DESCRIPTION OF THE TASK:
Report back every line of the entries that contains "ExpressionLexer", exactly as written.

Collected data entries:
┄┄┄┄┄┄┄┄┄┄┄┄┄┄┄┄┄┄┄┄

use crate::rpn::{Token, TokenKind};
use log::{debug, warn};
use pest::Parser;
use pest_derive::Parser;

#[derive(Parser)]
#[grammar = "rpn.pest"]
struct ExpressionLexer;

/// Splits an infix expression into tokens.
///
/// Never fails: unrecognized characters become opaque operand tokens that the
/// converter rejects. Whitespace is dropped.
pub fn tokenize(expression: &str) -> Vec<Token> {
    debug!("Tokenizing expression: {}", expression);
    let pairs = match ExpressionLexer::parse(Rule::expression, expression) {
        Ok(mut pairs) => match pairs.next() {
            Some(pair) => pair.into_inner(),
            None => return vec![Token::new(TokenKind::Operand, expression)],
        },
        Err(e) => {
            warn!("Lexer rejected expression: {}", e);
            return vec![Token::new(TokenKind::Operand, expression)];
        }
    };

    let tokens: Vec<Token> = pairs
        .filter_map(|pair| {
            let kind = match pair.as_rule() {
                Rule::number | Rule::string | Rule::variable | Rule::unknown => TokenKind::Operand,
                Rule::identifier => TokenKind::FunctionName,
                Rule::operator => TokenKind::Operator,
                Rule::open_paren => TokenKind::OpenParen,
                Rule::close_paren => TokenKind::CloseParen,
                Rule::separator => TokenKind::ArgSeparator,
                _ => return None,
            };
            Some(Token::new(kind, pair.as_str()))
        })
        .collect();

    debug!("Tokens: {:?}", tokens);
    tokens
}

┄┄┄┄┄┄┄┄┄┄┄┄┄┄┄┄┄┄┄┄

EXERCISE SOLUTION:
struct ExpressionLexer;
    let pairs = match ExpressionLexer::parse(Rule::expression, expression) {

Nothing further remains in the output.